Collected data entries
--- START ---

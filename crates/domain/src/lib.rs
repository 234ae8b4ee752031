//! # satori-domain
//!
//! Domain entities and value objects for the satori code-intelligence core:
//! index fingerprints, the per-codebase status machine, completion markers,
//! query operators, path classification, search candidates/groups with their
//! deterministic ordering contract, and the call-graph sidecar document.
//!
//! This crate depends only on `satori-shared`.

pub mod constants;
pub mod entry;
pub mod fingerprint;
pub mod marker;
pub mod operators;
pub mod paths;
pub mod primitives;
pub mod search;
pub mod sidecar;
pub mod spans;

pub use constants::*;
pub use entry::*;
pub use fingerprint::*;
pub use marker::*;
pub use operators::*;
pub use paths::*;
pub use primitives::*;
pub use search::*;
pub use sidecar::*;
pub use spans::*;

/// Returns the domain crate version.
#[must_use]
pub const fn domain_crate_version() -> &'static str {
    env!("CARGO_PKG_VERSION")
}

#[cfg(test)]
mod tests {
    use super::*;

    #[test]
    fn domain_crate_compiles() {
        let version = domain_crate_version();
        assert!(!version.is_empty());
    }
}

--- END ---
--- START ---

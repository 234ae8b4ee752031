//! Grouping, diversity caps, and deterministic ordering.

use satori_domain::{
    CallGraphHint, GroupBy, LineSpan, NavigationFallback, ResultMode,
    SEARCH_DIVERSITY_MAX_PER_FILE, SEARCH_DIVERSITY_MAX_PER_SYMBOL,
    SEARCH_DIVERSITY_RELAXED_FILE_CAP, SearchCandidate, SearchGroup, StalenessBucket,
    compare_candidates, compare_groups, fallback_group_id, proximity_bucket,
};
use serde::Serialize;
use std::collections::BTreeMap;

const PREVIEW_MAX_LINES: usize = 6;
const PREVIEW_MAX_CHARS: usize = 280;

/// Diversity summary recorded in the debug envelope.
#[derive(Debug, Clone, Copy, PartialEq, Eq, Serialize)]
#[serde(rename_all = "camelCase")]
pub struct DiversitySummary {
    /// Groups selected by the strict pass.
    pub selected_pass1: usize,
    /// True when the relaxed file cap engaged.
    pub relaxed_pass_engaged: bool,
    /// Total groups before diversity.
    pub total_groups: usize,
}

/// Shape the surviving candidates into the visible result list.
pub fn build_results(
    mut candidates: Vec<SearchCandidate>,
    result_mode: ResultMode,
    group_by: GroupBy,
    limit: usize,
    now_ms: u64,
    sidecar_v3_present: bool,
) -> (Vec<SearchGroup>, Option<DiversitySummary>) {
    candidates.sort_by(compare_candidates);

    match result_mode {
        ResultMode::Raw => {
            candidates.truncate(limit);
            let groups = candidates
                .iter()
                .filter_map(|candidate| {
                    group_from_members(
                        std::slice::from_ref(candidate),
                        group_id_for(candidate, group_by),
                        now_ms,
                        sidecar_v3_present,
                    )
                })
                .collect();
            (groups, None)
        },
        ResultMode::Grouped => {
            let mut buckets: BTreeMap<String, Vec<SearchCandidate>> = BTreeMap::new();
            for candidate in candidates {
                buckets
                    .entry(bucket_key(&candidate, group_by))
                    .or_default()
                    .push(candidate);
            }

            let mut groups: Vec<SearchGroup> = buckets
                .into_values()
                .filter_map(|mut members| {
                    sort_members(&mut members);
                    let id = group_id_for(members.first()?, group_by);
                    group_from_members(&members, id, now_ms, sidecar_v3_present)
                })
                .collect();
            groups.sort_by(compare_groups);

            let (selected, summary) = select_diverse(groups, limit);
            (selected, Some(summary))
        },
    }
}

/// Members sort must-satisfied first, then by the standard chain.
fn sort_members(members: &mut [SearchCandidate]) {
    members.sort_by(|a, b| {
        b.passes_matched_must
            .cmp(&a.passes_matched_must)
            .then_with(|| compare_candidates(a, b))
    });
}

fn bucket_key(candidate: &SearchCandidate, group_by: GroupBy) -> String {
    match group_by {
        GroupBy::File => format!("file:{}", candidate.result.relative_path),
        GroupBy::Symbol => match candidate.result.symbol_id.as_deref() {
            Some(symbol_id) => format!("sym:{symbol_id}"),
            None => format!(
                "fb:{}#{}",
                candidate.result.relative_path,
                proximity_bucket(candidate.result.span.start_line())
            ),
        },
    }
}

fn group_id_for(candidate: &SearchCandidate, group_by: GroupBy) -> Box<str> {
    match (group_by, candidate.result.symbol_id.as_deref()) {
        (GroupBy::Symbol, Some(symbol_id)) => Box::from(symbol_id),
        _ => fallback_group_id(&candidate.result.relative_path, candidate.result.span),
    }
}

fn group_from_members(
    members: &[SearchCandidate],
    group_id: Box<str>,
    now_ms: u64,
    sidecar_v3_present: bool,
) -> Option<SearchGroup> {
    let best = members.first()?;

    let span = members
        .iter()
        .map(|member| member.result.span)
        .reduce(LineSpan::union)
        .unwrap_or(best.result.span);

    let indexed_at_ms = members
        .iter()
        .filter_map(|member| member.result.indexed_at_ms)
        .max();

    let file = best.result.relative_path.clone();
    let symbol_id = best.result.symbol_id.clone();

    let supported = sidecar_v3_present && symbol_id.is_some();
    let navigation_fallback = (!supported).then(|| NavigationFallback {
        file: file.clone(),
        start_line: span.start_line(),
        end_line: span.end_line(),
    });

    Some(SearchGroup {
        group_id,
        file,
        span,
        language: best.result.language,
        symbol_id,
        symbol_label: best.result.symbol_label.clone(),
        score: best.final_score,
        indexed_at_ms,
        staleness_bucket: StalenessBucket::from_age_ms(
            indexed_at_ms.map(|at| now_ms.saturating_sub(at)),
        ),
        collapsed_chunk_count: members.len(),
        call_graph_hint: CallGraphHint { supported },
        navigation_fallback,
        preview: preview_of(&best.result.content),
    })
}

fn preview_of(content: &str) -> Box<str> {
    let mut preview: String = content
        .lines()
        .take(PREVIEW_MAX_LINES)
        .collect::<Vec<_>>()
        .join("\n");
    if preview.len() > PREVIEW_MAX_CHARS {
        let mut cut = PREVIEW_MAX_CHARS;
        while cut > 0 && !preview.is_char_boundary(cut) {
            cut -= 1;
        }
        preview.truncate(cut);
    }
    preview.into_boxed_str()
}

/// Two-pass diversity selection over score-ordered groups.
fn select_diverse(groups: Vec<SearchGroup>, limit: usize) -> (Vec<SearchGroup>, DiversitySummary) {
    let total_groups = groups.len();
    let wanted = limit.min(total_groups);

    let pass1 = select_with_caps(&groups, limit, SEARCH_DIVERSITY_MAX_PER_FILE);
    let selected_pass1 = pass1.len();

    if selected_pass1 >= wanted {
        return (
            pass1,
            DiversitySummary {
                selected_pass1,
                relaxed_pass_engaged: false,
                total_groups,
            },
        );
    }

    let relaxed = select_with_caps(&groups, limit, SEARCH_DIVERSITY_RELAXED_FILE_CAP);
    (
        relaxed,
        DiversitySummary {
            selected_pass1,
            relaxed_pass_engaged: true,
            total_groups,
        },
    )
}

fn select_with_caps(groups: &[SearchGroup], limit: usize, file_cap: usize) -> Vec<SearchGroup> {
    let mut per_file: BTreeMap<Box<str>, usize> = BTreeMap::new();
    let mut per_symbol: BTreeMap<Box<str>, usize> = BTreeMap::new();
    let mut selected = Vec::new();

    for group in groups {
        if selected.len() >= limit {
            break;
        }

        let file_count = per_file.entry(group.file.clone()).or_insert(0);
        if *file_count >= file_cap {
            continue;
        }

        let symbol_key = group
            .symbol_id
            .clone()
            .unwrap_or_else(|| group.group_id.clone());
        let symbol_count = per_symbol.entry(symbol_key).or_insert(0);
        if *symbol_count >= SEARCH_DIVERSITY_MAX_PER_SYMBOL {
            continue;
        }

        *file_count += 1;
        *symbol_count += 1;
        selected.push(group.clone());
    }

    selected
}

--- END ---

• TASK:
Set down again, word for word, the stretch of records from the line with "filename crates/domain/src/lib.rs" to the line with "pub mod entry;", both of those lines included.

• SOLUTION FOR THIS TASK:
filename crates/domain/src/lib.rs
repository 234ae8b4ee752031
//! # satori-domain
//!
//! Domain entities and value objects for the satori code-intelligence core:
//! index fingerprints, the per-codebase status machine, completion markers,
//! query operators, path classification, search candidates/groups with their
//! deterministic ordering contract, and the call-graph sidecar document.
//!
//! This crate depends only on `satori-shared`.

pub mod constants;
pub mod entry;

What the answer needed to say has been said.